The common cold is a viral infection that affects millions of people worldwide each year. It spreads easily through contact with contaminated surfaces or people who are infected, and it can have a significant impact on your health and wellbeing.
While there is no surefire way to prevent the common cold, there are things you can do to reduce the risk of catching it.
How Exercise Boosts Your Immune System
Exercise is an essential part of any healthy lifestyle. Not only does it help you maintain a healthy weight, but it can also boost your immune system.
Research has shown that regular exercise can increase the production of antibodies and white blood cells, which play a crucial role in fighting off infections. Exercise also helps to reduce stress, which can weaken your immune system and make you more susceptible to infections like the common cold.

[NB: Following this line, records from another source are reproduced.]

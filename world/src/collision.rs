//! Tile grid consumed by every placement search and movement check.

use std::collections::BTreeSet;

use rand::Rng;
use rune_hall_core::{CellCoord, PixelPoint};
use thiserror::Error;

/// Glyph marking a collidable tile in text layouts.
const WALL_GLYPH: char = '#';
/// Glyph marking a walkable tile in text layouts.
const FLOOR_GLYPH: char = '.';

/// Immutable tile description shared by every cell with the same appearance.
#[derive(Clone, Copy, Debug, PartialEq, Eq, Hash)]
pub struct Tile {
    collidable: bool,
}

impl Tile {
    /// Walkable floor.
    pub const FLOOR: Tile = Tile::new(false);
    /// Solid wall.
    pub const WALL: Tile = Tile::new(true);

    /// Creates a tile with the provided collision flag.
    #[must_use]
    pub const fn new(collidable: bool) -> Self {
        Self { collidable }
    }

    /// Reports whether entities are blocked by the tile.
    #[must_use]
    pub const fn is_collidable(&self) -> bool {
        self.collidable
    }
}

/// Errors raised while building a collision map from a text layout.
#[derive(Clone, Debug, PartialEq, Eq, Error)]
pub enum LayoutError {
    /// The layout contained no rows or only empty rows.
    #[error("layout is empty")]
    Empty,
    /// Rows of the layout differ in width.
    #[error("row {row} has {found} columns, expected {expected}")]
    Ragged {
        /// Zero-based index of the offending row.
        row: usize,
        /// Width of the first row.
        expected: usize,
        /// Width of the offending row.
        found: usize,
    },
    /// The layout contained a glyph other than `#` or `.`.
    #[error("unexpected glyph `{glyph}` at column {column}, row {row}")]
    UnknownGlyph {
        /// Glyph that could not be interpreted.
        glyph: char,
        /// Zero-based column of the glyph.
        column: usize,
        /// Zero-based row of the glyph.
        row: usize,
    },
}

/// Dense grid of tiles answering collision queries for a single hall.
///
/// Cells store an index into a small palette so identical tiles are shared.
/// Cells outside the grid are treated as collidable.
#[derive(Clone, Debug)]
pub struct CollisionMap {
    columns: u32,
    rows: u32,
    tile_length: f32,
    palette: Vec<Tile>,
    cells: Vec<usize>,
    transparent: BTreeSet<CellCoord>,
}

impl CollisionMap {
    /// Creates a grid where every tile is walkable floor.
    #[must_use]
    pub fn open(columns: u32, rows: u32, tile_length: f32) -> Self {
        let capacity_u64 = u64::from(columns) * u64::from(rows);
        let capacity = usize::try_from(capacity_u64).unwrap_or(0);
        Self {
            columns,
            rows,
            tile_length,
            palette: vec![Tile::FLOOR],
            cells: vec![0; capacity],
            transparent: BTreeSet::new(),
        }
    }

    /// Creates a grid of floor tiles enclosed by a one-tile wall border.
    #[must_use]
    pub fn walled(columns: u32, rows: u32, tile_length: f32) -> Self {
        let mut map = Self::open(columns, rows, tile_length);
        for row in 0..rows {
            for column in 0..columns {
                if row == 0 || column == 0 || row + 1 == rows || column + 1 == columns {
                    map.set_tile(CellCoord::new(column, row), Tile::WALL);
                }
            }
        }
        map
    }

    /// Parses a layout of `#` (wall) and `.` (floor) rows.
    pub fn from_rows<S: AsRef<str>>(rows: &[S], tile_length: f32) -> Result<Self, LayoutError> {
        let lines: Vec<&str> = rows
            .iter()
            .map(|row| row.as_ref().trim_end())
            .filter(|row| !row.is_empty())
            .collect();
        let expected = lines.first().map_or(0, |line| line.chars().count());
        if expected == 0 {
            return Err(LayoutError::Empty);
        }

        let columns = u32::try_from(expected).map_err(|_| LayoutError::Empty)?;
        let row_count = u32::try_from(lines.len()).map_err(|_| LayoutError::Empty)?;
        let mut map = Self::open(columns, row_count, tile_length);

        for (row, line) in lines.iter().enumerate() {
            let found = line.chars().count();
            if found != expected {
                return Err(LayoutError::Ragged {
                    row,
                    expected,
                    found,
                });
            }
            for (column, glyph) in line.chars().enumerate() {
                let tile = match glyph {
                    WALL_GLYPH => Tile::WALL,
                    FLOOR_GLYPH => Tile::FLOOR,
                    other => {
                        return Err(LayoutError::UnknownGlyph {
                            glyph: other,
                            column,
                            row,
                        })
                    }
                };
                // Both indices are bounded by `columns` and `row_count`.
                map.set_tile(CellCoord::new(column as u32, row as u32), tile);
            }
        }

        Ok(map)
    }

    /// Number of tile columns.
    #[must_use]
    pub const fn columns(&self) -> u32 {
        self.columns
    }

    /// Number of tile rows.
    #[must_use]
    pub const fn rows(&self) -> u32 {
        self.rows
    }

    /// Side length of a tile in pixels.
    #[must_use]
    pub const fn tile_length(&self) -> f32 {
        self.tile_length
    }

    /// Replaces the tile stored at `cell`. Cells outside the grid are ignored.
    pub fn set_tile(&mut self, cell: CellCoord, tile: Tile) {
        let Some(index) = self.index(cell) else {
            return;
        };
        let palette_index = match self.palette.iter().position(|known| *known == tile) {
            Some(position) => position,
            None => {
                self.palette.push(tile);
                self.palette.len() - 1
            }
        };
        self.cells[index] = palette_index;
    }

    /// Tile stored at `cell`, if the cell lies inside the grid.
    #[must_use]
    pub fn tile(&self, cell: CellCoord) -> Option<Tile> {
        self.index(cell)
            .and_then(|index| self.cells.get(index))
            .and_then(|palette_index| self.palette.get(*palette_index))
            .copied()
    }

    /// Reports whether the tile at `column`, `row` blocks movement.
    #[must_use]
    pub fn is_collidable(&self, column: u32, row: u32) -> bool {
        self.is_cell_collidable(CellCoord::new(column, row))
    }

    /// Reports whether `cell` blocks movement. Out-of-bounds cells always do.
    #[must_use]
    pub fn is_cell_collidable(&self, cell: CellCoord) -> bool {
        self.tile(cell).map_or(true, |tile| tile.is_collidable())
    }

    /// Reports whether the tile containing `point` blocks movement.
    #[must_use]
    pub fn is_point_collidable(&self, point: PixelPoint) -> bool {
        self.cell_at(point)
            .map_or(true, |cell| self.is_cell_collidable(cell))
    }

    /// Cell containing `point`, if the point lies inside the grid.
    #[must_use]
    pub fn cell_at(&self, point: PixelPoint) -> Option<CellCoord> {
        CellCoord::containing(point, self.tile_length).filter(|cell| self.contains(*cell))
    }

    /// Reports whether `cell` lies inside the grid.
    #[must_use]
    pub const fn contains(&self, cell: CellCoord) -> bool {
        cell.column() < self.columns && cell.row() < self.rows
    }

    /// Marks a cell as rendered see-through while a wizard stands on it.
    pub fn mark_transparent(&mut self, cell: CellCoord) {
        if self.contains(cell) {
            let _ = self.transparent.insert(cell);
        }
    }

    /// Reverts a see-through cell to its normal appearance.
    ///
    /// Returns `true` when the cell was transparent.
    pub fn clear_transparent(&mut self, cell: CellCoord) -> bool {
        self.transparent.remove(&cell)
    }

    /// Reports whether a cell currently renders see-through.
    #[must_use]
    pub fn is_transparent(&self, cell: CellCoord) -> bool {
        self.transparent.contains(&cell)
    }

    /// Iterator over every cell in row-major order.
    pub fn cells(&self) -> impl Iterator<Item = CellCoord> + '_ {
        (0..self.rows)
            .flat_map(move |row| (0..self.columns).map(move |column| CellCoord::new(column, row)))
    }

    /// Draws up to `attempts` random cells and returns the first walkable one `accept` approves.
    ///
    /// Gives up silently after the attempt budget; callers treat `None` as
    /// "nothing happened this tick".
    pub fn find_open_cell<R, F>(
        &self,
        rng: &mut R,
        attempts: usize,
        mut accept: F,
    ) -> Option<CellCoord>
    where
        R: Rng + ?Sized,
        F: FnMut(CellCoord) -> bool,
    {
        if self.columns == 0 || self.rows == 0 {
            return None;
        }
        for _ in 0..attempts {
            let cell = CellCoord::new(rng.gen_range(0..self.columns), rng.gen_range(0..self.rows));
            if !self.is_cell_collidable(cell) && accept(cell) {
                return Some(cell);
            }
        }
        None
    }

    fn index(&self, cell: CellCoord) -> Option<usize> {
        if self.contains(cell) {
            let row = usize::try_from(cell.row()).ok()?;
            let column = usize::try_from(cell.column()).ok()?;
            let width = usize::try_from(self.columns).ok()?;
            Some(row * width + column)
        } else {
            None
        }
    }
}
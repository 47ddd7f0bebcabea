//! TOML-backed tuning shared by every subsystem of a session.

use rune_hall_world::WorldConfig;
use serde::{Deserialize, Serialize};
use thiserror::Error;

/// Errors raised while reading or writing a tuning document.
#[derive(Debug, Error)]
pub enum TuningError {
    /// The document is not valid TOML or does not match the tuning layout.
    #[error("failed to parse tuning document")]
    Parse(#[from] toml::de::Error),
    /// The tuning could not be rendered as TOML.
    #[error("failed to serialise tuning document")]
    Serialize(#[from] toml::ser::Error),
    /// Tiles must have a positive side length.
    #[error("tile length must be positive, got {0}")]
    InvalidTileLength(f32),
}

/// Every tunable of a session, grouped by subsystem.
///
/// Missing tables and keys fall back to their defaults, so an empty document
/// is a valid tuning.
#[derive(Clone, Debug, PartialEq, Serialize, Deserialize)]
#[serde(default)]
pub struct SessionTuning {
    /// Seed for the session's random number generator.
    pub seed: u64,
    /// Side length of a tile in pixels.
    pub tile_length: f32,
    /// Player-facing parameters.
    pub world: WorldConfig,
    /// Hall time budget.
    pub clock: rune_hall_system_clock::Config,
    /// Enchantment spawn cadence and effects.
    pub enchantments: rune_hall_system_enchantments::Config,
    /// Monster spawn cadence and behaviour.
    pub monsters: rune_hall_system_monsters::Config,
}

impl Default for SessionTuning {
    fn default() -> Self {
        Self {
            seed: 0x5eed,
            tile_length: 32.0,
            world: WorldConfig::default(),
            clock: rune_hall_system_clock::Config::default(),
            enchantments: rune_hall_system_enchantments::Config::default(),
            monsters: rune_hall_system_monsters::Config::default(),
        }
    }
}

impl SessionTuning {
    /// Parses a tuning document.
    pub fn from_toml_str(contents: &str) -> Result<Self, TuningError> {
        let tuning: Self = toml::from_str(contents)?;
        if tuning.tile_length.is_nan() || tuning.tile_length <= 0.0 {
            return Err(TuningError::InvalidTileLength(tuning.tile_length));
        }
        Ok(tuning)
    }

    /// Renders the tuning as a TOML document.
    pub fn to_toml_string(&self) -> Result<String, TuningError> {
        Ok(toml::to_string(self)?)
    }
}

#[cfg(test)]
mod tests {
    use super::*;

    #[test]
    fn empty_document_yields_defaults() {
        let tuning = SessionTuning::from_toml_str("").expect("empty tuning parses");
        assert_eq!(tuning, SessionTuning::default());
    }

    #[test]
    fn partial_tables_keep_remaining_defaults() {
        let tuning = SessionTuning::from_toml_str(
            "seed = 7\n\n[monsters]\nspawn_interval_secs = 3\nattack_while_lured = false\n",
        )
        .expect("tuning parses");
        assert_eq!(tuning.seed, 7);
        assert_eq!(tuning.monsters.spawn_interval_secs, 3);
        assert!(!tuning.monsters.attack_while_lured);
        assert_eq!(tuning.monsters.placement_attempts, 50);
        assert_eq!(tuning.enchantments, rune_hall_system_enchantments::Config::default());
    }

    #[test]
    fn rendered_tuning_parses_back() {
        let mut tuning = SessionTuning::default();
        tuning.world.cloak_secs = 12;
        let rendered = tuning.to_toml_string().expect("tuning renders");
        assert_eq!(
            SessionTuning::from_toml_str(&rendered).expect("rendered tuning parses"),
            tuning
        );
    }

    #[test]
    fn non_positive_tile_length_is_rejected() {
        let error = SessionTuning::from_toml_str("tile_length = 0.0").unwrap_err();
        assert!(matches!(error, TuningError::InvalidTileLength(_)));
    }
}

The Six Movements That Can Help You Fight the Common Cold
There are six movements that you can incorporate into your exercise routine to help fight the common cold:.
1. Squats
Squats are a great way to strengthen your legs, glutes, and core. They also help to improve your balance and coordination.
To perform a squat, stand with your feet shoulder-width apart, bend your knees, and lower your body until your thighs are parallel to the ground. Make sure to keep your back straight and your knees behind your toes.
2. Lunges
Lunges are another effective exercise for strengthening your legs and glutes. They also help to improve your balance and stability. To perform a lunge, step forward with one foot and bend your knees until both legs are at a 90-degree angle.
Make sure to keep your back straight and your knees behind your toes.
3. Push-Ups
Push-ups are a classic exercise that targets your chest, shoulders, and triceps. They also help to strengthen your core and improve your posture. To perform a push-up, start in a plank position with your hands shoulder-width apart.
Lower your body until your chest touches the ground, then push back up to the starting position.
4. Rows
Rows are a great way to strengthen your upper back and improve your posture. To perform a row, stand with your feet shoulder-width apart and hold a weight in each hand.
Bend your knees slightly, hinge forward at the waist, and lift the weights towards your chest. Make sure to keep your back straight and your elbows close to your body.
5. Deadlifts
Deadlifts are a compound exercise that targets several muscle groups, including your glutes, hamstrings, and lower back. They also help to improve your posture and strengthen your core.
To perform a deadlift, stand with your feet shoulder-width apart and hold a weight in front of your thighs. Hinge forward at the hips, keeping your back straight, and lift the weight until you are standing upright.
6. Planks
Planks are a simple but effective exercise that targets your core muscles. They also help to improve your posture and stability.
To perform a plank, start in a push-up position, but instead of lowering your body, hold yourself up on your forearms and toes. Keep your back straight and your hips level.
Conclusion
The common cold can be a frustrating and unpleasant experience, but by incorporating these six movements into your exercise routine, you can strengthen your immune system and reduce the risk of catching it.
Remember to also practice good hygiene, such as washing your hands regularly and avoiding touching your face, to further reduce your risk of getting sick. Stay healthy!.